Wednesday, December 4, 2024

Ex Beatle George was Delayed, but the Wait was Worth It








Ex-Beatle George was Delayed, but the Wait was Worth It
By Christine Brown
Detroit Free Press
December 5, 1974

    George Harrison was often called the silent Beatle, the man who stood off to one side and simply played dazzling guitar while John Lennon and Paul McCartney belted out their stuff, and Ringo Starr was cute on the drums.
    Now Harrison, like the other ex-Beatles, is quiet, no more.
    Stopping in Detroit on Wednesday in the middle of a 27-city tour, his first since a 1966 Beatles trip, Harrison and company kept 10,000 plus people fidgeting as they waited for his 5:30pm concert to begin, not knowing that they had not even left Chicago yet.  Tour people blamed mechanical problems for his arrival one and a half hours late.
    Harrison and his top-notch musicians ambled onto the stage shortly after 7pm to play a two-hour set that included everything from Billy Preston's "Nothing From Nothing" to some of Harrison's old Beatles tunes.
     The crowd forgot about the wait and was entranced by a skinny, blue-jean-clad man who represented a little piece of their history, if only because he helped dictate their hairstyle. 
    The Harrison concerts are an international musical smorgasbord featuring a mixture of Indian and jazz influences, a bit of the old Liverpool sound, and the Jazz—pop—rock of Preston and Tom Scott, who got the people to boogie even better than Harrison did. 
    Ravi Shankar, who brought Indian music and Krishna into Harrison's life, became ill Wednesday in Chicago, the tour spokesman said, but was expected to rejoin the tour in Montreal or Boston next week.     Shankar's 16 musicians, along with Harrison and his band, performed several well-received numbers, Jazzy things that seem to please even those who don't like their sitar straight.
     Harrison did two shows at Olympia stadium, and the late start, which pushed the second show start from 10 to 11:30pm, caused chaos on the snowy streets around the stadium as the first audience left around 10 o'clock and many who had tickets for the second show tried to scramble to what they thought was a 10pm concert. 
    Harrison said before this tour that if he flopped, he'd go back to London and hide out for several years. Although Detroiters didn't award him the constant maniacal screams that greeted the Beatles way back in '66. Their clamor for an encore after encore indicated they liked him solo in the Motor City.

Thursday, June 16, 2022

Following the Dark Horse Tour - part 2

The last time we read about the group of friends following George Harrison on the Dark Horse Tour.  In part 1, they saw him in Chicago and were on their way to see him in Cleveland when a snow storm came through and the Cleveland concert was canceled.   That is where the story picks up and they get a wild idea to see George in Detroit.   This part of the story was written by Pat Simmons. 
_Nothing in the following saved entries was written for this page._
//! Static route table.
//!
//! Descriptors double as menu configuration: a descriptor with `collapse`
//! children is a collapsible menu group, the rest are leaves.

use serde::{Deserialize, Serialize};

use crate::location::normalize_path;
use crate::roles::Role;

/// The view a route renders.
#[derive(Debug, Clone, Copy, PartialEq, Eq, Hash, Serialize, Deserialize)]
#[serde(rename_all = "kebab-case")]
pub enum View {
    SignIn,
    ResetPassword,
    UpdatePassword,
    Dashboard,
    Notifications,
    Profile,
    CoordinatorDashboard,
    ManageFaculty,
    HodDashboard,
}

/// How a descriptor is presented in the navigation menu.
#[derive(Debug, Clone, Copy, PartialEq, Eq, Hash, Serialize, Deserialize)]
#[serde(rename_all = "lowercase")]
pub enum RouteKind {
    Collapse,
    Title,
    Divider,
}

#[derive(Debug, Clone, PartialEq, Eq, Serialize, Deserialize)]
#[serde(rename_all = "camelCase")]
pub struct RouteDescriptor {
    #[serde(rename = "type")]
    pub kind: RouteKind,
    pub name: String,
    pub key: String,
    #[serde(default)]
    pub icon: Option<String>,
    #[serde(default)]
    pub route: Option<String>,
    #[serde(default, rename = "component")]
    pub view: Option<View>,
    #[serde(default)]
    pub requires_auth: bool,
    /// Only reachable without a session (e.g. sign-in).
    #[serde(default)]
    pub public_only: bool,
    /// Accepts `type=recovery&ts=..` links without a session.
    #[serde(default)]
    pub recovery_flow: bool,
    #[serde(default)]
    pub required_role: Option<Role>,
    /// Where a group's own path forwards to.
    #[serde(default)]
    pub redirect: Option<String>,
    #[serde(default, skip_serializing_if = "Vec::is_empty")]
    pub collapse: Vec<RouteDescriptor>,
}

impl RouteDescriptor {
    fn base(kind: RouteKind, key: &str, name: &str) -> Self {
        Self {
            kind,
            name: name.to_string(),
            key: key.to_string(),
            icon: None,
            route: None,
            view: None,
            requires_auth: false,
            public_only: false,
            recovery_flow: false,
            required_role: None,
            redirect: None,
            collapse: Vec::new(),
        }
    }

    pub fn collapse(key: &str, name: &str) -> Self {
        Self::base(RouteKind::Collapse, key, name)
    }

    pub fn title(key: &str, name: &str) -> Self {
        Self::base(RouteKind::Title, key, name)
    }

    pub fn divider(key: &str) -> Self {
        Self::base(RouteKind::Divider, key, "")
    }

    pub fn at(mut self, path: &str) -> Self {
        self.route = Some(path.to_string());
        self
    }

    pub fn view(mut self, view: View) -> Self {
        self.view = Some(view);
        self
    }

    pub fn icon(mut self, icon: &str) -> Self {
        self.icon = Some(icon.to_string());
        self
    }

    pub fn requires_auth(mut self) -> Self {
        self.requires_auth = true;
        self
    }

    pub fn public_only(mut self) -> Self {
        self.public_only = true;
        self
    }

    pub fn recovery_flow(mut self) -> Self {
        self.recovery_flow = true;
        self
    }

    pub fn role(mut self, role: Role) -> Self {
        self.required_role = Some(role);
        self
    }

    pub fn redirect(mut self, path: &str) -> Self {
        self.redirect = Some(path.to_string());
        self
    }

    pub fn children(mut self, children: Vec<RouteDescriptor>) -> Self {
        self.collapse = children;
        self
    }

    pub fn is_group(&self) -> bool {
        !self.collapse.is_empty()
    }

    /// Whether deciding access to this descriptor requires a resolved role.
    pub fn needs_role(&self) -> bool {
        if self.is_group() {
            self.collapse.iter().any(RouteDescriptor::needs_role)
        } else {
            self.required_role.is_some()
        }
    }

    fn matches(&self, path: &str) -> bool {
        self.route
            .as_deref()
            .is_some_and(|route| normalize_path(route) == path)
    }
}

/// The application's static route table.
#[derive(Debug, Clone, PartialEq, Eq, Serialize, Deserialize)]
#[serde(transparent)]
pub struct RouteTable {
    entries: Vec<RouteDescriptor>,
}

impl RouteTable {
    pub fn new(entries: Vec<RouteDescriptor>) -> Self {
        Self { entries }
    }

    /// Load a table from its JSON form (the same schema the menu uses).
    pub fn from_json(json: &str) -> Result<Self, serde_json::Error> {
        serde_json::from_str(json)
    }

    pub fn entries(&self) -> &[RouteDescriptor] {
        &self.entries
    }

    /// Find the descriptor owning `path`, groups included (depth-first).
    pub fn find(&self, path: &str) -> Option<&RouteDescriptor> {
        let path = normalize_path(path);
        find_in(&self.entries, &path)
    }

    /// The publication tracker's routes.
    pub fn standard() -> Self {
        Self::new(vec![
            RouteDescriptor::collapse("faculty-coordinator", "Faculty Coordinator")
                .icon("supervisor_account")
                .at("/faculty-coordinator")
                .redirect("/faculty-coordinator/dashboard")
                .requires_auth()
                .role(Role::FACULTY_COORDINATOR)
                .children(vec![
                    RouteDescriptor::collapse("coordinator-dashboard", "Coordinator Dashboard")
                        .icon("widgets")
                        .at("/faculty-coordinator/dashboard")
                        .view(View::CoordinatorDashboard)
                        .requires_auth()
                        .role(Role::FACULTY_COORDINATOR),
                    RouteDescriptor::collapse("coordinator-manage-faculty", "Manage Faculty")
                        .icon("manage_accounts")
                        .at("/faculty-coordinator/manage-faculty")
                        .view(View::ManageFaculty)
                        .requires_auth()
                        .role(Role::FACULTY_COORDINATOR),
                ]),
            RouteDescriptor::collapse("hod", "HOD")
                .icon("supervisor_account")
                .at("/hod")
                .redirect("/hod/dashboard")
                .requires_auth()
                .role(Role::HOD)
                .children(vec![
                    RouteDescriptor::collapse("hod-dashboard", "HOD Dashboard")
                        .icon("widgets")
                        .at("/hod/dashboard")
                        .view(View::HodDashboard)
                        .requires_auth()
                        .role(Role::HOD),
                    RouteDescriptor::collapse("hod-manage-faculty", "Manage Faculty")
                        .icon("manage_accounts")
                        .at("/hod/manage-faculty")
                        .view(View::ManageFaculty)
                        .requires_auth()
                        .role(Role::HOD),
                ]),
            RouteDescriptor::collapse("dashboard", "Dashboard")
                .icon("dashboard")
                .at("/dashboard")
                .view(View::Dashboard)
                .requires_auth(),
            RouteDescriptor::collapse("notifications", "Notifications")
                .icon("notifications")
                .at("/notifications")
                .view(View::Notifications)
                .requires_auth(),
            RouteDescriptor::collapse("profile", "Profile")
                .icon("person")
                .at("/profile")
                .view(View::Profile)
                .requires_auth(),
            RouteDescriptor::collapse("update-password", "Change Password")
                .icon("lock")
                .at("/update-password")
                .view(View::UpdatePassword)
                .requires_auth(),
            RouteDescriptor::title("sign-in", "Sign In")
                .icon("login")
                .at("/login")
                .view(View::SignIn)
                .public_only(),
            RouteDescriptor::title("reset-password", "Reset Password")
                .icon("password")
                .at("/reset-password")
                .view(View::ResetPassword)
                .recovery_flow(),
        ])
    }
}

impl Default for RouteTable {
    fn default() -> Self {
        Self::standard()
    }
}

fn find_in<'a>(entries: &'a [RouteDescriptor], path: &str) -> Option<&'a RouteDescriptor> {
    for entry in entries {
        if entry.matches(path) {
            return Some(entry);
        }
        if let Some(found) = find_in(&entry.collapse, path) {
            return Some(found);
        }
    }
    None
}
We went to drown our sorrows at McDonald's and then trudged on home, ending up amusing ourselves by looking thru photo albums and scrapbooks, listening to the Chicago concert tapes we had made, and realizing how fortunate we were to have seen George at all.  Then we were posing for insane pictures, singing obscene spontaneous songs, and just generally getting slap-happy in trying to cheer ourselves up.  Stephanie and the rest of the Cincinnati gang left for home later the next afternoon, Tuesday and Tempy left for Boston and I left for work.  I met Kris for lunch that day to cry over our Cokes – why Cleveland?  We kept moping.  It had finally stopped snowing (after 3 days of blinding blizzards) and the road had been salted and plowed and the airports finally opened the day after the concerts had been scheduled.  If only the concerts had been on December 3rd instead of the 2nd.  We got to wondering if Detroit’s road were cleared up like Cleveland’s now and if so, wouldn’t we just be stupid enough o drive up there, despite the show being on a weeknight and both of us having to get up at an ungodly hour for work the next day, to try to get scalper tickets, if the concerts there weren’t canceled.  Kris called the Olympia Stadium in Detroit later that afternoon and found out the shows were on one at 5:30 which we’d never made, and one at 10pm.  10PM???  Would we really be that sick?  I called the Cleveland Auto Club to find out how many miles it was to Detroit and learned it was only 177.  That’s only a 3-hour drive maybe.  Kris obtained directions to the Stadium by calling there for information.  By 6:00, armed with Howard Johnson’s popcorn and potato chips for supper, she and I and Joy and Deb were on our way to Detroit, never having been there before, hoping we had the right directions, realizing we’d only be getting there about an hour or less before the 10:00 show was to start, having no tickets and praying we’d be able to find scalpers, knowing we’d be up the entire night and Kris and I not only having to show up for full-time jobs the next morning but also both of us having to work part-time jobs that night, all with no sleep and only 3 nights ago, I’d had another night with no sleep and not more than 4 or 5 hours each night ever since Thanksgiving!  We only regretted that the Cincinnati girl and Tempy and Brenda had already left and couldn’t be insane along with us.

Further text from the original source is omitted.